:: What needs to be done ::
Counting the line with "pub const INDEX_DIR_ENV: &str" as the last one, copy out the lines of the data exactly from the first onward.

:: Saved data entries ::
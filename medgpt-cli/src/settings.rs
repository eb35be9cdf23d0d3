//! Layered settings: defaults < TOML file < environment (and `.env`) < flags.

use std::collections::HashMap;
use std::fmt;
use std::path::{Path, PathBuf};

use anyhow::{Context, Result, bail};
use medgpt_model::groq::{DEFAULT_MAX_TOKENS, DEFAULT_MODEL, DEFAULT_TEMPERATURE};
use medgpt_rag::RetrievalConfig;
use medgpt_rag::openai::{DEFAULT_BASE_URL, DEFAULT_DIMENSIONS, DEFAULT_MODEL as DEFAULT_EMBEDDING_MODEL};
use serde::Deserialize;
use tracing::debug;

use crate::cli::GlobalArgs;

pub const DEFAULT_CONFIG_FILE: &str = "medgpt.toml";
pub const DEFAULT_INDEX_DIR: &str = "Embedded_Med_books";

pub const API_KEY_ENV: &str = "GROQ_API_KEY";
pub const INDEX_DIR_ENV: &str = "MEDGPT_INDEX_DIR";
pub const EMBEDDING_URL_ENV: &str = "MEDGPT_EMBEDDING_URL";
pub const EMBEDDING_MODEL_ENV: &str = "MEDGPT_EMBEDDING_MODEL";
pub const EMBEDDING_API_KEY_ENV: &str = "MEDGPT_EMBEDDING_API_KEY";

/// Contents of `medgpt.toml`. Every field is optional.
///
/// ```toml
/// index_dir = "Embedded_Med_books"
/// model = "llama3-70b-8192"
///
/// [retrieval]
/// top_k = 1
///
/// [embedding]
/// url = "http://localhost:8080/v1"
/// ```
#[derive(Debug, Clone, Default, PartialEq, Deserialize)]
#[serde(default, deny_unknown_fields)]
pub struct FileSettings {
    pub index_dir: Option<PathBuf>,
    pub api_key: Option<String>,
    pub model: Option<String>,
    pub temperature: Option<f32>,
    pub max_tokens: Option<u32>,
    pub require_nonblank_context: Option<bool>,
    pub retrieval: Option<RetrievalConfig>,
    pub embedding: FileEmbeddingSettings,
}

#[derive(Debug, Clone, Default, PartialEq, Deserialize)]
#[serde(default, deny_unknown_fields)]
pub struct FileEmbeddingSettings {
    pub url: Option<String>,
    pub model: Option<String>,
    pub api_key: Option<String>,
    pub dimensions: Option<usize>,
}

impl FileSettings {
    pub fn load(path: &Path) -> Result<Self> {
        let content = std::fs::read_to_string(path)
            .with_context(|| format!("failed to read config file {}", path.display()))?;
        toml::from_str(&content)
            .with_context(|| format!("failed to parse config file {}", path.display()))
    }
}

/// Where the completion API key came from.
#[derive(Debug, Clone, Copy, PartialEq, Eq)]
pub enum KeySource {
    Flag,
    Environment,
    ConfigFile,
}

impl fmt::Display for KeySource {
    fn fmt(&self, f: &mut fmt::Formatter<'_>) -> fmt::Result {
        match self {
            Self::Flag => write!(f, "--api-key"),
            Self::Environment => write!(f, "{API_KEY_ENV}"),
            Self::ConfigFile => write!(f, "config file"),
        }
    }
}

#[derive(Clone, PartialEq)]
pub struct EmbeddingSettings {
    pub url: String,
    pub model: String,
    pub api_key: Option<String>,
    pub dimensions: usize,
}

/// Fully resolved settings for one run.
#[derive(Clone, PartialEq)]
pub struct Settings {
    pub index_dir: PathBuf,
    pub api_key: Option<String>,
    pub api_key_source: Option<KeySource>,
    pub model: String,
    pub temperature: f32,
    pub max_tokens: u32,
    pub require_nonblank_context: bool,
    pub retrieval: RetrievalConfig,
    pub embedding: EmbeddingSettings,
    pub config_file: Option<PathBuf>,
}

fn non_blank(value: Option<String>) -> Option<String> {
    value.filter(|v| !v.trim().is_empty())
}

impl Settings {
    /// Load `.env`, the config file and the process environment, then apply `args`.
    pub fn load(args: &GlobalArgs) -> Result<Self> {
        if let Ok(path) = dotenvy::dotenv() {
            debug!(path = %path.display(), "loaded .env");
        }

        let config_file = match &args.config {
            Some(path) if !path.exists() => bail!("config file {} does not exist", path.display()),
            Some(path) => Some(path.clone()),
            None => Some(PathBuf::from(DEFAULT_CONFIG_FILE)).filter(|p| p.exists()),
        };
        let file = match &config_file {
            Some(path) => FileSettings::load(path)?,
            None => FileSettings::default(),
        };

        let mut settings = Self::resolve(file, |name| std::env::var(name).ok(), args)?;
        settings.config_file = config_file;
        Ok(settings)
    }

    /// Merge the layers. `env` looks up one environment variable.
    pub fn resolve(
        file: FileSettings,
        env: impl Fn(&str) -> Option<String>,
        args: &GlobalArgs,
    ) -> Result<Self> {
        let env = |name: &str| non_blank(env(name));

        let (api_key, api_key_source) = if let Some(key) = non_blank(args.api_key.clone()) {
            (Some(key), Some(KeySource::Flag))
        } else if let Some(key) = env(API_KEY_ENV) {
            (Some(key), Some(KeySource::Environment))
        } else if let Some(key) = non_blank(file.api_key) {
            (Some(key), Some(KeySource::ConfigFile))
        } else {
            (None, None)
        };

        let index_dir = args
            .index_dir
            .clone()
            .or_else(|| env(INDEX_DIR_ENV).map(PathBuf::from))
            .or(file.index_dir)
            .unwrap_or_else(|| PathBuf::from(DEFAULT_INDEX_DIR));

        let model = non_blank(args.model.clone())
            .or_else(|| non_blank(file.model))
            .unwrap_or_else(|| DEFAULT_MODEL.to_string());

        let embedding = EmbeddingSettings {
            url: env(EMBEDDING_URL_ENV)
                .or(file.embedding.url)
                .unwrap_or_else(|| DEFAULT_BASE_URL.to_string()),
            model: env(EMBEDDING_MODEL_ENV)
                .or(file.embedding.model)
                .unwrap_or_else(|| DEFAULT_EMBEDDING_MODEL.to_string()),
            api_key: env(EMBEDDING_API_KEY_ENV).or(non_blank(file.embedding.api_key)),
            dimensions: file.embedding.dimensions.unwrap_or(DEFAULT_DIMENSIONS),
        };
        if embedding.dimensions == 0 {
            bail!("embedding.dimensions must be greater than zero");
        }

        let retrieval = file.retrieval.unwrap_or_default();
        retrieval.validate().context("invalid [retrieval] settings")?;

        Ok(Self {
            index_dir,
            api_key,
            api_key_source,
            model,
            temperature: file.temperature.unwrap_or(DEFAULT_TEMPERATURE),
            max_tokens: file.max_tokens.unwrap_or(DEFAULT_MAX_TOKENS),
            require_nonblank_context: file.require_nonblank_context.unwrap_or(false),
            retrieval,
            embedding,
            config_file: None,
        })
    }

    /// [`Settings::resolve`] over a fixed variable map.
    pub fn resolve_with_vars(
        file: FileSettings,
        vars: &HashMap<String, String>,
        args: &GlobalArgs,
    ) -> Result<Self> {
        Self::resolve(file, |name| vars.get(name).cloned(), args)
    }
}

impl fmt::Debug for Settings {
    fn fmt(&self, f: &mut fmt::Formatter<'_>) -> fmt::Result {
        f.debug_struct("Settings")
            .field("index_dir", &self.index_dir)
            .field("api_key", &self.api_key.as_ref().map(|_| "<redacted>"))
            .field("api_key_source", &self.api_key_source)
            .field("model", &self.model)
            .field("temperature", &self.temperature)
            .field("max_tokens", &self.max_tokens)
            .field("require_nonblank_context", &self.require_nonblank_context)
            .field("retrieval", &self.retrieval)
            .field("embedding", &self.embedding)
            .field("config_file", &self.config_file)
            .finish()
    }
}

impl fmt::Debug for EmbeddingSettings {
    fn fmt(&self, f: &mut fmt::Formatter<'_>) -> fmt::Result {
        f.debug_struct("EmbeddingSettings")
            .field("url", &self.url)
            .field("model", &self.model)
            .field("api_key", &self.api_key.as_ref().map(|_| "<redacted>"))
            .field("dimensions", &self.dimensions)
            .finish()
    }
}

:: Task response ::
filename medgpt-cli/src/settings.rs
repository eb35be9cdf23d0d3
//! Layered settings: defaults < TOML file < environment (and `.env`) < flags.

use std::collections::HashMap;
use std::fmt;
use std::path::{Path, PathBuf};

use anyhow::{Context, Result, bail};
use medgpt_model::groq::{DEFAULT_MAX_TOKENS, DEFAULT_MODEL, DEFAULT_TEMPERATURE};
use medgpt_rag::RetrievalConfig;
use medgpt_rag::openai::{DEFAULT_BASE_URL, DEFAULT_DIMENSIONS, DEFAULT_MODEL as DEFAULT_EMBEDDING_MODEL};
use serde::Deserialize;
use tracing::debug;

use crate::cli::GlobalArgs;

pub const DEFAULT_CONFIG_FILE: &str = "medgpt.toml";
pub const DEFAULT_INDEX_DIR: &str = "Embedded_Med_books";

pub const API_KEY_ENV: &str = "GROQ_API_KEY";
pub const INDEX_DIR_ENV: &str = "MEDGPT_INDEX_DIR";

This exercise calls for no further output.